Velocity Magnitude Contour: The velocity magnitude contour illustrates air velocity distribution around the Global Hawk. The red regions indicate the highest velocity is observed near the leading edges of the wings and the tail. The velocity gradually decreases as the air moves towards the trailing edges and the wake region behind the aircraft. The formation of boundary layers and wake regions is evident, providing insights into the flow characteristics around the UAV.

Static Pressure Contour: The static pressure contour from the top view reveals the pressure distribution on the upper surface of the Global Hawk. The high-pressure region (indicated by the red area) is located near the leading edge of the wings, where the air first encounters the aircraft. The green and blue regions show the pressure gradually decreasing towards the trailing edges and the wingtips. This pressure distribution is consistent with the principles of aerodynamics, where the faster-moving air on the upper surface results in lower pressure compared to the lower surface.
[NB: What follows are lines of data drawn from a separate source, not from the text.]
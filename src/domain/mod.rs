//! Domain layer - Core business entities and logic
//!
//! This module contains the marketplace models (users, catalog products,
//! orders, carts and sessions) independent of storage and transport.

pub mod cart;
pub mod money;
pub mod order;
pub mod password;
pub mod product;
pub mod session;
pub mod user;
pub mod validation;

pub use cart::{Cart, CustomerDetails};
pub use order::{NewOrder, Order, OrderDraft, OrderFilter, OrderItem, OrderStatus};
pub use password::Password;
pub use product::{Product, ProductInput};
pub use session::Session;
pub use user::{NewUser, User, UserResponse, UserRole};
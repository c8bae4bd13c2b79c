//! Centralized error handling.
//!
//! Provides a unified error type for the entire application,
//! with automatic HTTP response conversion.

use axum::{
    http::StatusCode,
    response::{IntoResponse, Response},
    Json,
};
use serde::Serialize;
use thiserror::Error;

use crate::domain::OrderStatus;

/// A single field-level validation failure.
#[derive(Debug, Clone, PartialEq, Eq, Serialize)]
pub struct FieldError {
    pub field: String,
    pub message: String,
}

impl FieldError {
    pub fn new(field: impl Into<String>, message: impl Into<String>) -> Self {
        Self {
            field: field.into(),
            message: message.into(),
        }
    }
}

/// Application error types
#[derive(Error, Debug)]
pub enum AppError {
    // Authentication & Authorization
    #[error("Authentication required")]
    Unauthorized,

    #[error("Access denied")]
    Forbidden,

    #[error("Invalid username or password")]
    InvalidCredentials,

    // Resource errors
    #[error("Resource not found")]
    NotFound,

    #[error("{0} already exists")]
    Conflict(String),

    #[error("Cannot move order from {from} to {to}")]
    InvalidTransition { from: OrderStatus, to: OrderStatus },

    // Validation
    #[error("{0}")]
    Validation(String),

    #[error("Validation failed")]
    InvalidFields(Vec<FieldError>),

    // External service errors
    #[error("Database error")]
    Database(#[from] sea_orm::DbErr),

    // Internal
    #[error("Internal server error")]
    Internal(String),
}

/// Error response body
#[derive(Debug, Serialize)]
struct ErrorResponse {
    error: ErrorBody,
}

#[derive(Debug, Serialize)]
struct ErrorBody {
    code: String,
    message: String,
    #[serde(skip_serializing_if = "Vec::is_empty")]
    details: Vec<FieldError>,
}

impl AppError {
    /// Get error code for client
    fn code(&self) -> &'static str {
        match self {
            AppError::Unauthorized => "UNAUTHORIZED",
            AppError::Forbidden => "FORBIDDEN",
            AppError::InvalidCredentials => "INVALID_CREDENTIALS",
            AppError::NotFound => "NOT_FOUND",
            AppError::Conflict(_) => "CONFLICT",
            AppError::InvalidTransition { .. } => "INVALID_STATUS_TRANSITION",
            AppError::Validation(_) | AppError::InvalidFields(_) => "VALIDATION_ERROR",
            AppError::Database(_) => "DATABASE_ERROR",
            AppError::Internal(_) => "INTERNAL_ERROR",
        }
    }

    /// Get HTTP status code
    pub fn status(&self) -> StatusCode {
        match self {
            AppError::Unauthorized | AppError::InvalidCredentials => StatusCode::UNAUTHORIZED,
            AppError::Forbidden => StatusCode::FORBIDDEN,
            AppError::NotFound => StatusCode::NOT_FOUND,
            AppError::Conflict(_) | AppError::InvalidTransition { .. } => StatusCode::CONFLICT,
            AppError::Validation(_) | AppError::InvalidFields(_) => StatusCode::BAD_REQUEST,
            AppError::Database(_) | AppError::Internal(_) => StatusCode::INTERNAL_SERVER_ERROR,
        }
    }

    /// Get user-facing message (hides internal details)
    fn user_message(&self) -> String {
        match self {
            AppError::Validation(msg) => msg.clone(),

            // Hide details for internal errors
            AppError::Database(e) => {
                tracing::error!("Database error: {:?}", e);
                "An internal error occurred".to_string()
            }
            AppError::Internal(msg) => {
                tracing::error!("Internal error: {}", msg);
                "An internal error occurred".to_string()
            }

            _ => self.to_string(),
        }
    }
}

impl IntoResponse for AppError {
    fn into_response(self) -> Response {
        let status = self.status();
        let code = self.code().to_string();
        let message = self.user_message();
        let details = match self {
            AppError::InvalidFields(fields) => fields,
            _ => Vec::new(),
        };

        let body = ErrorResponse {
            error: ErrorBody {
                code,
                message,
                details,
            },
        };

        (status, Json(body)).into_response()
    }
}

/// Result type alias
pub type AppResult<T> = Result<T, AppError>;

/// Extension trait for Option -> AppError conversion
pub trait OptionExt<T> {
    fn ok_or_not_found(self) -> AppResult<T>;
}

impl<T> OptionExt<T> for Option<T> {
    fn ok_or_not_found(self) -> AppResult<T> {
        self.ok_or(AppError::NotFound)
    }
}

/// Convenience constructors
impl AppError {
    pub fn conflict(entity: impl Into<String>) -> Self {
        AppError::Conflict(entity.into())
    }

    pub fn validation(msg: impl Into<String>) -> Self {
        AppError::Validation(msg.into())
    }

    pub fn internal(msg: impl Into<String>) -> Self {
        AppError::Internal(msg.into())
    }
}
Total Displacement Contour: The total displacement contour represents the structural deformations experienced by the Global Hawk due to the aerodynamic forces. The image shows that the wings and tail experience the most significant displacements, with the wingtips and tail edges exhibiting the highest values (indicated by the red and orange regions). The blue regions, primarily the fuselage, undergo relatively smaller displacements. This information is crucial for assessing the structural integrity and performance of the UAV under various flight conditions.
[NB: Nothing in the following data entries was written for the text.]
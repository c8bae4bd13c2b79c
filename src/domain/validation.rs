//! Shared validation helpers for inbound payloads.
//!
//! Field rules are declared with `validator` derives on the payload types;
//! this module holds the custom rules and flattens `ValidationErrors` into
//! an itemized list of field errors.

use std::borrow::Cow;

use rust_decimal::Decimal;
use serde::{Deserialize, Deserializer};
use validator::{Validate, ValidationError, ValidationErrors, ValidationErrorsKind};

use super::money;
use crate::config::is_valid_role;
use crate::errors::{AppError, AppResult, FieldError};

/// Money amount strictly greater than zero and storable.
pub fn positive_amount(value: &Decimal) -> Result<(), ValidationError> {
    if !(value.is_sign_positive() && !value.is_zero()) {
        return Err(invalid("positive_amount", "Price must be greater than 0"));
    }
    storable_amount(value)
}

/// Money amount zero or greater and storable.
pub fn non_negative_amount(value: &Decimal) -> Result<(), ValidationError> {
    if !(value.is_zero() || value.is_sign_positive()) {
        return Err(invalid("non_negative_amount", "Amount must not be negative"));
    }
    storable_amount(value)
}

fn storable_amount(value: &Decimal) -> Result<(), ValidationError> {
    if money::in_range(value) {
        Ok(())
    } else {
        Err(invalid("max_amount", "Amount must not exceed 99999999.99"))
    }
}

/// Role name accepted at registration.
pub fn known_role(role: &str) -> Result<(), ValidationError> {
    if is_valid_role(role) {
        Ok(())
    } else {
        Err(invalid("known_role", "Role must be either buyer or admin"))
    }
}

fn invalid(code: &'static str, message: &'static str) -> ValidationError {
    let mut error = ValidationError::new(code);
    error.message = Some(Cow::Borrowed(message));
    error
}

/// Treat `""` (and whitespace) as an absent optional string.
pub fn empty_string_as_none<'de, D>(deserializer: D) -> Result<Option<String>, D::Error>
where
    D: Deserializer<'de>,
{
    let value = Option::<String>::deserialize(deserializer)?;
    Ok(value.filter(|s| !s.trim().is_empty()))
}

/// Run derive-based validation and convert failures to `AppError::InvalidFields`.
pub fn validate<T: Validate>(value: &T) -> AppResult<()> {
    value
        .validate()
        .map_err(|e| AppError::InvalidFields(field_errors(&e)))
}

/// Flatten nested validation errors into `field` / `items[0].price` style paths.
pub fn field_errors(errors: &ValidationErrors) -> Vec<FieldError> {
    let mut out = Vec::new();
    collect(errors, "", &mut out);
    out.sort_by(|a, b| a.field.cmp(&b.field));
    out
}

fn collect(errors: &ValidationErrors, prefix: &str, out: &mut Vec<FieldError>) {
    for (field, kind) in errors.errors() {
        let name = camel_case(field);
        let path = if prefix.is_empty() {
            name
        } else {
            format!("{}.{}", prefix, name)
        };

        match kind {
            ValidationErrorsKind::Field(errs) => {
                out.extend(errs.iter().map(|e| {
                    let message = e
                        .message
                        .as_ref()
                        .map(|m| m.to_string())
                        .unwrap_or_else(|| format!("{} is invalid", path));
                    FieldError::new(path.clone(), message)
                }));
            }
            ValidationErrorsKind::Struct(nested) => collect(nested, &path, out),
            ValidationErrorsKind::List(items) => {
                for (index, nested) in items {
                    collect(nested, &format!("{}[{}]", path, index), out);
                }
            }
        }
    }
}

/// Error keys come from Rust field names; clients see camelCase JSON.
fn camel_case(field: &str) -> String {
    let mut out = String::with_capacity(field.len());
    let mut upper = false;
    for c in field.chars() {
        if c == '_' {
            upper = true;
        } else if upper {
            out.extend(c.to_uppercase());
            upper = false;
        } else {
            out.push(c);
        }
    }
    out
}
The von Mises stress contour reveals the stress distribution on the Northrop Grumman RQ-4 Global Hawk during the FSI analysis. The highest stress values, indicated by the red region, are concentrated near the wing root, where the wings connect to the fuselage. This is an expected result, as the wing root experiences the highest bending moments due to the lift forces acting on the wings. The stress gradually decreases towards the wingtips and the tail, as shown by the blue regions.

The high-stress concentration at the wing root highlights the importance of structural reinforcement in this area to ensure the UAV’s integrity under various flight conditions. The von Mises stress distribution provides valuable information for designers and engineers to optimize the aircraft’s structure, particularly in critical areas such as the wing root, to minimize the risk of structural failure.
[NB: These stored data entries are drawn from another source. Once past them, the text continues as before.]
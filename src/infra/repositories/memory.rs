//! In-memory storage backend.
//!
//! Everything lives behind one `RwLock`, so each operation is atomic with
//! respect to the others. Data is lost on restart; use for development only.

use std::collections::BTreeMap;

use async_trait::async_trait;
use chrono::{DateTime, Utc};
use tokio::sync::RwLock;

use super::Storage;
use crate::domain::{
    NewOrder, NewUser, Order, OrderStatus, Product, ProductInput, Session, User,
};
use crate::errors::{AppError, AppResult};

#[derive(Debug, Default)]
struct Tables {
    users: BTreeMap<i32, User>,
    products: BTreeMap<i32, Product>,
    orders: BTreeMap<i32, Order>,
    sessions: BTreeMap<String, Session>,
    next_user_id: i32,
    next_product_id: i32,
    next_order_id: i32,
}

impl Tables {
    fn next_id(counter: &mut i32) -> i32 {
        *counter += 1;
        *counter
    }

    fn username_taken(&self, username: &str) -> bool {
        self.users.values().any(|u| u.username == username)
    }

    fn insert_user(&mut self, user: NewUser) -> User {
        let id = Self::next_id(&mut self.next_user_id);
        let user = User {
            id,
            username: user.username,
            password_hash: user.password_hash,
            email: user.email,
            role: user.role,
            created_at: Utc::now(),
        };
        self.users.insert(id, user.clone());
        user
    }
}

/// Process-local storage backend.
#[derive(Debug, Default)]
pub struct MemoryStorage {
    tables: RwLock<Tables>,
}

impl MemoryStorage {
    /// Create an empty store.
    pub fn new() -> Self {
        Self::default()
    }
}

fn newest_first(mut orders: Vec<Order>) -> Vec<Order> {
    orders.sort_by(|a, b| b.created_at.cmp(&a.created_at).then(b.id.cmp(&a.id)));
    orders
}

#[async_trait]
impl Storage for MemoryStorage {
    async fn create_user(&self, user: NewUser) -> AppResult<User> {
        let mut tables = self.tables.write().await;
        if tables.username_taken(&user.username) {
            return Err(AppError::conflict("Username"));
        }
        Ok(tables.insert_user(user))
    }

    async fn ensure_user(&self, user: NewUser) -> AppResult<bool> {
        let mut tables = self.tables.write().await;
        if tables.username_taken(&user.username) {
            return Ok(false);
        }
        tables.insert_user(user);
        Ok(true)
    }

    async fn get_user_by_id(&self, id: i32) -> AppResult<Option<User>> {
        Ok(self.tables.read().await.users.get(&id).cloned())
    }

    async fn get_user_by_username(&self, username: &str) -> AppResult<Option<User>> {
        let tables = self.tables.read().await;
        Ok(tables.users.values().find(|u| u.username == username).cloned())
    }

    async fn get_all_products(&self) -> AppResult<Vec<Product>> {
        Ok(self.tables.read().await.products.values().cloned().collect())
    }

    async fn get_product_by_id(&self, id: i32) -> AppResult<Option<Product>> {
        Ok(self.tables.read().await.products.get(&id).cloned())
    }

    async fn create_product(&self, input: ProductInput) -> AppResult<Product> {
        let mut tables = self.tables.write().await;
        let id = Tables::next_id(&mut tables.next_product_id);
        let product = input.into_product(id);
        tables.products.insert(id, product.clone());
        Ok(product)
    }

    async fn update_product(&self, id: i32, input: ProductInput) -> AppResult<Option<Product>> {
        let mut tables = self.tables.write().await;
        Ok(tables.products.get_mut(&id).map(|slot| {
            *slot = input.into_product(id);
            slot.clone()
        }))
    }

    async fn delete_product(&self, id: i32) -> AppResult<bool> {
        Ok(self.tables.write().await.products.remove(&id).is_some())
    }

    async fn get_all_orders(&self) -> AppResult<Vec<Order>> {
        let tables = self.tables.read().await;
        Ok(newest_first(tables.orders.values().cloned().collect()))
    }

    async fn get_orders_by_user_id(&self, user_id: i32) -> AppResult<Vec<Order>> {
        let tables = self.tables.read().await;
        Ok(newest_first(
            tables
                .orders
                .values()
                .filter(|o| o.is_owned_by(user_id))
                .cloned()
                .collect(),
        ))
    }

    async fn get_order_by_id(&self, id: i32) -> AppResult<Option<Order>> {
        Ok(self.tables.read().await.orders.get(&id).cloned())
    }

    async fn create_order(&self, order: NewOrder) -> AppResult<Order> {
        let mut tables = self.tables.write().await;
        let id = Tables::next_id(&mut tables.next_order_id);
        let order = Order::place(id, order, Utc::now());
        tables.orders.insert(id, order.clone());
        Ok(order)
    }

    async fn update_order_status(
        &self,
        id: i32,
        status: OrderStatus,
    ) -> AppResult<Option<Order>> {
        let mut tables = self.tables.write().await;
        Ok(tables.orders.get_mut(&id).map(|order| {
            order.status = status;
            order.clone()
        }))
    }

    async fn advance_order_status(
        &self,
        id: i32,
        status: OrderStatus,
    ) -> AppResult<Option<Order>> {
        let mut tables = self.tables.write().await;
        Ok(tables
            .orders
            .get_mut(&id)
            .filter(|order| status.predecessors().contains(&order.status))
            .map(|order| {
                order.status = status;
                order.clone()
            }))
    }

    async fn mark_order_as_notified(&self, id: i32) -> AppResult<bool> {
        let mut tables = self.tables.write().await;
        Ok(match tables.orders.get_mut(&id) {
            Some(order) => {
                order.email_notified = true;
                true
            }
            None => false,
        })
    }

    async fn create_session(&self, session: Session) -> AppResult<()> {
        let mut tables = self.tables.write().await;
        tables.sessions.insert(session.id.clone(), session);
        Ok(())
    }

    async fn get_session(&self, id: &str) -> AppResult<Option<Session>> {
        Ok(self.tables.read().await.sessions.get(id).cloned())
    }

    async fn delete_session(&self, id: &str) -> AppResult<bool> {
        Ok(self.tables.write().await.sessions.remove(id).is_some())
    }

    async fn purge_expired_sessions(&self, now: DateTime<Utc>) -> AppResult<u64> {
        let mut tables = self.tables.write().await;
        let before = tables.sessions.len();
        tables.sessions.retain(|_, s| !s.is_expired(now));
        Ok((before - tables.sessions.len()) as u64)
    }

    async fn ping(&self) -> AppResult<()> {
        Ok(())
    }

    fn backend_name(&self) -> &'static str {
        "memory"
    }
}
Furthermore, the von Mises stress contour can be used to identify potential areas of fatigue and crack initiation, as high-stress regions are more susceptible to these issues over time. By analyzing the stress distribution, engineers can make informed decisions about material selection, structural reinforcement, and maintenance schedules to ensure the long-term reliability and safety of the Global Hawk.

Conclusion

the FSI analysis conducted using ANSYS Fluent provided valuable insights into the UAV’s aerodynamic performance and structural behavior under various flight conditions and demonstrated the significance of coupled fluid-structure simulations in the design, optimization, and performance assessment of high-altitude, long-endurance UAVs like the Northrop Grumman RQ-4 Global Hawk.